Le lait contient divers peptides et protéines ayant un intérêt pour la santé humaine. C’est pourquoi ils sont étudiés depuis plusieurs décennies. Parmi ces protéines, la lactoferrine est particulièrement intéressante car elle intervient au niveau du système immunitaire et lors de la réponse inflammatoire. Elle joue aussi un rôle antioxydant et permet de lutter contre certains micro-organismes pathogènes. La lactoferrine fut observée pour la première fois dans le lait de vache en 1939. Elle en fut extraite ainsi que tu lait maternel en 1960 (Sørensen, 1939, Johanson, 1960, Montreuil et al., 1960, Berlutti et al., 2011). C’est une protéine qui se lie au fer non héminique. Elle appartient à la famille des protéines transferrine telle que l’ovotransferrine, la mélanotransferrine et les inhibiteurs d’anhydrase carbonique (Gonzalez-Chavez et al., 2009).
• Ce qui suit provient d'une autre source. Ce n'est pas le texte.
mod annotation;
mod core;
mod decoder;
mod engine;
mod error;
mod renderer;
mod shared;
mod utils;

use std::path::PathBuf;
use std::process::ExitCode;

use anyhow::Result;
use clap::Parser;

use crate::annotation::FaceDataset;
use crate::core::{CancellationToken, ChunkOrchestrator, DirectorySink, RunConfig, RunOutcome};
use crate::decoder::{FrameSource, VideoDecoder};
use crate::engine::{CollectorState, ExtractionEngine, Factory};
use crate::error::ChunkError;
use crate::renderer::TerminalProgress;
use crate::shared::constants;

#[derive(Parser)]
#[command(
    author,
    version,
    about = "Extract fixed-duration chunks from a video with precomputed face tracking",
    long_about = None
)]
struct Cli {
    /// Path of video file to process
    video_path: PathBuf,
    /// Path of face tracking data
    face_path: PathBuf,
    /// Path of study file
    study_path: PathBuf,
    /// Folder to save chunks
    #[arg(short, long)]
    output: Option<PathBuf>,
    /// Nominal chunk length in seconds
    #[arg(long, default_value_t = constants::DEFAULT_CHUNK_DURATION_S)]
    chunk_duration: f64,
    /// Report progress every N frames (0 disables it)
    #[arg(long, default_value_t = constants::DEFAULT_PROGRESS_INTERVAL)]
    progress_every: u64,
    /// Do not draw the progress line
    #[arg(short, long, default_value_t = false)]
    quiet: bool,
    /// Attach a marker to a frame, as FRAME=TEXT (repeatable)
    #[arg(long = "marker", value_parser = crate::core::config::parse_marker)]
    markers: Vec<(u64, String)>,
}

fn main() -> Result<ExitCode> {
    crate::utils::logger::init(&std::env::current_dir()?);

    let cli = Cli::parse();
    let mut config = RunConfig {
        chunk_duration_s: cli.chunk_duration,
        progress_interval: cli.progress_every,
        output_dir: cli.output.clone(),
        ..RunConfig::default()
    };
    for (frame, text) in &cli.markers {
        config.add_marker(*frame, text.clone());
    }

    match run(&cli, config) {
        Ok(outcome) if outcome.is_success() => {
            println!("Collection finished completely");
            Ok(ExitCode::SUCCESS)
        }
        Ok(_) => {
            println!("Collection interrupted or failed");
            Ok(ExitCode::SUCCESS)
        }
        Err(
            e @ (ChunkError::EngineInitializationFailed(_)
            | ChunkError::CollectorCreationFailed(_)),
        ) => {
            eprintln!("{}", e);
            Ok(ExitCode::FAILURE)
        }
        Err(e) => {
            eprintln!("{}", e);
            println!("Collection interrupted or failed");
            Ok(ExitCode::FAILURE)
        }
    }
}

fn run(cli: &Cli, config: RunConfig) -> Result<RunOutcome, ChunkError> {
    println!("{} engine {}", constants::APP_NAME, Factory::version());

    let factory = Factory::initialize_study_from_file(&cli.study_path)?;
    println!("Created study from {}", cli.study_path.display());

    let collector = factory.create_collector();
    if collector.state() == CollectorState::Error {
        let reason = collector.last_error().unwrap_or("collector entered ERROR");
        return Err(ChunkError::CollectorCreationFailed(reason.to_string()));
    }
    println!("Created collector");
    println!("    mode: {}", factory.mode());
    for constraint in collector.enabled_constraints() {
        println!("    enabled constraint: {}", constraint);
    }

    let faces = FaceDataset::load(&cli.face_path)?;

    let sink = match &config.output_dir {
        Some(dir) => Some(DirectorySink::create(dir).map_err(|source| {
            ChunkError::OutputUnavailable { path: dir.clone(), source }
        })?),
        None => None,
    };

    let source = VideoDecoder::open(&cli.video_path.to_string_lossy())?;
    let info = source.info().clone();
    println!(
        "Opened {}: {} frames at {:.3} fps, chunks of {}s",
        info.name, info.total_frames, info.target_fps, config.chunk_duration_s
    );

    let cancel = CancellationToken::new();
    let handler_token = cancel.clone();
    if let Err(e) = ctrlc::set_handler(move || handler_token.cancel()) {
        crate::utils::logger::warn(&format!("Ctrl-C handler not installed: {}", e));
    }

    let mut progress = TerminalProgress::stdout();
    if cli.quiet || config.progress_interval == 0 {
        progress = progress.without_status_line();
    }
    let mut orchestrator = ChunkOrchestrator::new(collector, sink, config)
        .with_cancellation(cancel)
        .with_observer(Box::new(progress));

    let report = orchestrator.run(source, &faces)?;
    println!(
        "{} frames, {} chunk(s) forwarded, {} empty{}",
        report.frames_submitted,
        report.chunks_forwarded,
        report.empty_chunks,
        if report.flushed { ", final chunk flushed" } else { "" }
    );
    if let Some(dir) = orchestrator.sink().as_ref().map(DirectorySink::dir) {
        println!("Chunks saved to {}", dir.display());
    }
    Ok(report.outcome)
}
//! # fanwatch-core
//!
//! The event-stream engine behind fanwatch.
//!
//! Consumes a Linux fanotify notification channel covering a whole mount
//! and turns its binary records into [`EnrichedEvent`]s:
//! - **Channel**: acquisition, watch registration, and release of the
//!   kernel descriptor ([`channel`]).
//! - **Framing**: splitting a read buffer into variable-length records
//!   with bounds-checked cursor arithmetic ([`framer`]).
//! - **Enrichment**: fd to path and pid to process name, closing every
//!   delivered descriptor exactly once ([`enrich`]).
//! - **Monitor**: the start/stop controlled background loop that ties the
//!   pieces together and feeds an [`EventSink`] ([`monitor`]).
//!
//! # Example
//!
//! ```rust,no_run
//! use fanwatch_common::config::MonitorConfig;
//! use fanwatch_common::types::EnrichedEvent;
//! use fanwatch_core::monitor::Monitor;
//!
//! let monitor = Monitor::new(MonitorConfig::default(), |event: &EnrichedEvent| {
//!     tracing::info!(pid = event.pid, mask = %event.mask, "file event");
//! });
//! monitor.start()?;
//! // ...
//! monitor.stop();
//! # Ok::<(), fanwatch_common::error::FanwatchError>(())
//! ```
//!
//! [`EnrichedEvent`]: fanwatch_common::types::EnrichedEvent
//! [`EventSink`]: sink::EventSink

#![cfg_attr(test, allow(clippy::expect_used, clippy::unwrap_used, clippy::panic))]

pub mod channel;
pub mod enrich;
pub mod framer;
pub mod monitor;
pub mod sink;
D’un point de vue structurel, la lactoferrine est une glycoprotéine de 80 kDa composé d’environ 690 résidus acides aminés. La molécule est organisée en deux lobes qui sont connectés entre eux par un peptide formant une hélice alpha comme illustré sur la figure 1. Chaque lobe de la lactoferrine est divisé en deux zones et se lie à l’ion Fe3+(Berlutti et al., 2011).

D’un point de vue chimique, la lactoferrine peut chélater de manière réversible deux ions Fe3+ par molécule. Cette réaction est possible car il y a une très forte affinité entre la lactoferrine et les ions ferriques. La liaison peut se faire à pH 3 tandis que d’autres protéines de la famille des transferrines ont une affinité plus faible (la libération du fer se passe à pH 5.5) (Berlutti et al., 2011). La lactoferrine peut se lier à d’autres ions métalliques (Cu, Zn, Mn) mais avec des affinités plus faibles (Berlutti et al., 2011).